Curiosamente, casualmente, inexplicablemente, esos poderes que nos defienden de las amenazas que nos acechan, nunca consiguen, contra pronóstico, vencerlas completamente. Siempre hay alguien enredando con la posibilidad de usar bombas atómicas, normalmente países peculiares fuera del primer plano de poder.

En un mundo en el que el control es mucho más absoluto de lo que ni siquiera nos permitimos pensar, ese control falla estrepitosamente en las acciones necesarias para erradicar de una forma definitiva el terrorismo.

Y de vez en cuando una amenaza sanitaria, las vacas locas, la gripe aviar, el Ébola, el SARS, el SIDA, el COVID-19, que la medicina oficial nos presenta como un enemigo formidable y que, previo recorte de nuestras libertades, combate tan eficaz como tardíamente. Eso sí, dejando claro que existe la certeza de que habrá una siguiente, y otra, y otra.

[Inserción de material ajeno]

//! Validation issues and per-file results

use serde::{Deserialize, Serialize};
use std::fmt;
use std::path::PathBuf;

use crate::error::FailureCategory;

/// Pipeline layer that produced an issue
#[derive(Debug, Clone, Copy, PartialEq, Eq, Hash, Serialize, Deserialize)]
#[serde(rename_all = "lowercase")]
pub enum Layer {
    Parse,
    Schema,
    Semantic,
    Security,
    Quality,
    Generation,
}

impl Layer {
    /// Layers in the order the pipeline runs them
    pub const ALL: [Layer; 6] = [
        Layer::Parse,
        Layer::Schema,
        Layer::Semantic,
        Layer::Security,
        Layer::Quality,
        Layer::Generation,
    ];

    pub fn as_str(&self) -> &'static str {
        match self {
            Layer::Parse => "parse",
            Layer::Schema => "schema",
            Layer::Semantic => "semantic",
            Layer::Security => "security",
            Layer::Quality => "quality",
            Layer::Generation => "generation",
        }
    }
}

impl fmt::Display for Layer {
    fn fmt(&self, f: &mut fmt::Formatter<'_>) -> fmt::Result {
        f.write_str(self.as_str())
    }
}

#[derive(Debug, Clone, Copy, PartialEq, Eq, Serialize, Deserialize)]
#[serde(rename_all = "lowercase")]
pub enum Severity {
    Error,
    Warning,
}

/// Error class within the taxonomy
#[derive(Debug, Clone, Copy, PartialEq, Eq, Serialize, Deserialize)]
#[serde(rename_all = "snake_case")]
pub enum IssueKind {
    ParseError,
    NotFound,
    IncludeDepthExceeded,
    SchemaError,
    SemanticError,
    CircularReference,
    SecurityViolation,
    ResourceLimitExceeded,
    GenerationError,
    Quality,
}

/// Pointer into the source: a document path plus file position when known
#[derive(Debug, Clone, Default, PartialEq, Eq, Serialize, Deserialize)]
pub struct Location {
    /// Machine-addressable document path, e.g. `metadata.name`
    #[serde(skip_serializing_if = "Option::is_none")]
    pub path: Option<String>,
    #[serde(skip_serializing_if = "Option::is_none")]
    pub file: Option<PathBuf>,
    #[serde(skip_serializing_if = "Option::is_none")]
    pub line: Option<usize>,
    #[serde(skip_serializing_if = "Option::is_none")]
    pub column: Option<usize>,
}

impl Location {
    pub fn at(path: impl Into<String>) -> Self {
        Self {
            path: Some(path.into()),
            ..Default::default()
        }
    }
}

impl fmt::Display for Location {
    fn fmt(&self, f: &mut fmt::Formatter<'_>) -> fmt::Result {
        let mut wrote = false;
        if let Some(file) = &self.file {
            write!(f, "{}", file.display())?;
            if let Some(line) = self.line {
                write!(f, ":{line}")?;
                if let Some(col) = self.column {
                    write!(f, ":{col}")?;
                }
            }
            wrote = true;
        }
        if let Some(path) = &self.path {
            if wrote {
                f.write_str(" ")?;
            }
            write!(f, "[{path}]")?;
        }
        Ok(())
    }
}

/// One finding from one layer
#[derive(Debug, Clone, PartialEq, Eq, Serialize, Deserialize)]
pub struct ValidationIssue {
    pub layer: Layer,
    pub severity: Severity,
    pub kind: IssueKind,
    pub message: String,
    pub location: Location,
}

impl ValidationIssue {
    pub fn error(layer: Layer, kind: IssueKind, message: impl Into<String>, location: Location) -> Self {
        Self {
            layer,
            severity: Severity::Error,
            kind,
            message: message.into(),
            location,
        }
    }

    pub fn warning(layer: Layer, kind: IssueKind, message: impl Into<String>, location: Location) -> Self {
        Self {
            layer,
            severity: Severity::Warning,
            kind,
            message: message.into(),
            location,
        }
    }

    pub fn is_error(&self) -> bool {
        self.severity == Severity::Error
    }

    pub fn category(&self) -> FailureCategory {
        match self.kind {
            IssueKind::SecurityViolation => FailureCategory::Security,
            IssueKind::GenerationError => FailureCategory::Generation,
            _ => FailureCategory::Validation,
        }
    }
}

impl fmt::Display for ValidationIssue {
    fn fmt(&self, f: &mut fmt::Formatter<'_>) -> fmt::Result {
        write!(f, "{}: {}", self.layer, self.message)?;
        let loc = self.location.to_string();
        if !loc.is_empty() {
            write!(f, " ({loc})")?;
        }
        Ok(())
    }
}

/// Whether a layer ran and whether it passed
#[derive(Debug, Clone, Copy, PartialEq, Eq, Serialize, Deserialize)]
pub struct LayerOutcome {
    pub layer: Layer,
    pub ran: bool,
    pub passed: bool,
}

/// Output of running the pipeline on one file
#[derive(Debug, Clone, Default, PartialEq, Eq, Serialize, Deserialize)]
pub struct ValidationResult {
    /// Identifier, when the document got far enough to have one
    pub id: Option<String>,
    pub path: PathBuf,
    pub layers: Vec<LayerOutcome>,
    pub errors: Vec<ValidationIssue>,
    pub warnings: Vec<ValidationIssue>,
}

impl ValidationResult {
    pub fn new(path: impl Into<PathBuf>) -> Self {
        Self {
            path: path.into(),
            ..Default::default()
        }
    }

    /// Record a layer's findings, splitting errors from warnings
    pub fn record(&mut self, layer: Layer, issues: Vec<ValidationIssue>) {
        let mut passed = true;
        for mut issue in issues {
            if issue.location.file.is_none() {
                issue.location.file = Some(self.path.clone());
            }
            if issue.is_error() {
                passed = false;
                self.errors.push(issue);
            } else {
                self.warnings.push(issue);
            }
        }
        self.set_layer(layer, true, passed);
    }

    /// Mark a layer as skipped
    pub fn skip(&mut self, layer: Layer) {
        self.set_layer(layer, false, false);
    }

    fn set_layer(&mut self, layer: Layer, ran: bool, passed: bool) {
        if let Some(existing) = self.layers.iter_mut().find(|o| o.layer == layer) {
            existing.passed = if existing.ran && ran {
                existing.passed && passed
            } else if ran {
                passed
            } else {
                existing.passed
            };
            existing.ran |= ran;
        } else {
            self.layers.push(LayerOutcome { layer, ran, passed });
        }
    }

    pub fn passed(&self) -> bool {
        self.errors.is_empty()
    }

    pub fn layer(&self, layer: Layer) -> Option<&LayerOutcome> {
        self.layers.iter().find(|o| o.layer == layer)
    }

    pub fn security_violations(&self) -> impl Iterator<Item = &ValidationIssue> {
        self.errors.iter().filter(|e| e.kind == IssueKind::SecurityViolation)
    }

    pub fn has_security_violation(&self) -> bool {
        self.security_violations().next().is_some()
    }

    /// Most severe failure class among the errors
    pub fn category(&self) -> Option<FailureCategory> {
        self.errors
            .iter()
            .map(ValidationIssue::category)
            .reduce(FailureCategory::max)
    }
}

Y de cuando en cuando una crisis económica que deja a la sociedad inerme a los pies de esas fortunas, de esa familias, que controlan la economía desde posiciones discretas, casi secretas. Que arrasan la clase media que ha de reconstruirse una y otra vez y que, organizada y con espacio, podría constituirse en una alternativa a la forma de pensar y hacer ese mundo que cada vez parece menos nuestro mundo.

Al final todo es miedo, inseguridad, irracionalidad, y mi mayor temor es el miedo que le tengo al miedo, es el miedo al miedo que veo reflejado en las miradas y las actitudes de los que me rodean, es el miedo al miedo de los que se convierten en censores improvisados de los demás, en delatores de sus vecinos, en xenófobos de sus conciudadanos, en policías de balcón o celosos, excesivos, guardianes de las nuevas normas de convivencia llevadas hasta la intolerancia que provea su propia necesidad de importancia.

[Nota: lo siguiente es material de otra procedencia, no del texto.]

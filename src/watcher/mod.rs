//! Hot reload of specification files
//!
//! The ChangeWatcher turns filesystem notifications into debounced,
//! per-file reprocessing cycles against the SpecIndex.

mod change_watcher;
mod config;
mod debounce;

pub use change_watcher::{ChangeWatcher, WatchReport};
pub use config::WatcherConfig;
pub use debounce::{Debouncer, FileState};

Ese es mi gran miedo, el que veo por la calle, en las colas con una separación de ocho metros, en los gestos de recelo de los que se cruzan en la acera, en los saludos interruptos, en los abrazos virtuales, en los besos al aire, en la incapacidad de entender si la normalidad es la de antes, la de ahora, o la de un aún no estrenado tiempo futuro. El miedo que adivino en los que abandonando toda precaución, todo sentido común o recato se lanzan a las reuniones masivas, a los encuentros innumerables, a las orgías sociales.

No es que los miedos a los que todo el mundo teme me sean ajenos, es que me da mucho más miedo la evidente manipulación de esos miedos cotidianos, el permanente goteo de derechos individuales perdidos que van convirtiendo al individuo, al ciudadano, al librepensador, en una especie en extinción, en alguien que no tiene cabida en ciertos planes de futuro que se van adivinando, perfilando, ejecutando en esa brecha social y económica que se agranda, se ahonda, a cada crisis, a cada miedo, a cada momento.

Si, ese es mi gran miedo, el miedo al miedo, el miedo a la manipulación que permite el miedo, el miedo a la sociedad resultante del miedo, el miedo a los que manejan nuestro miedo.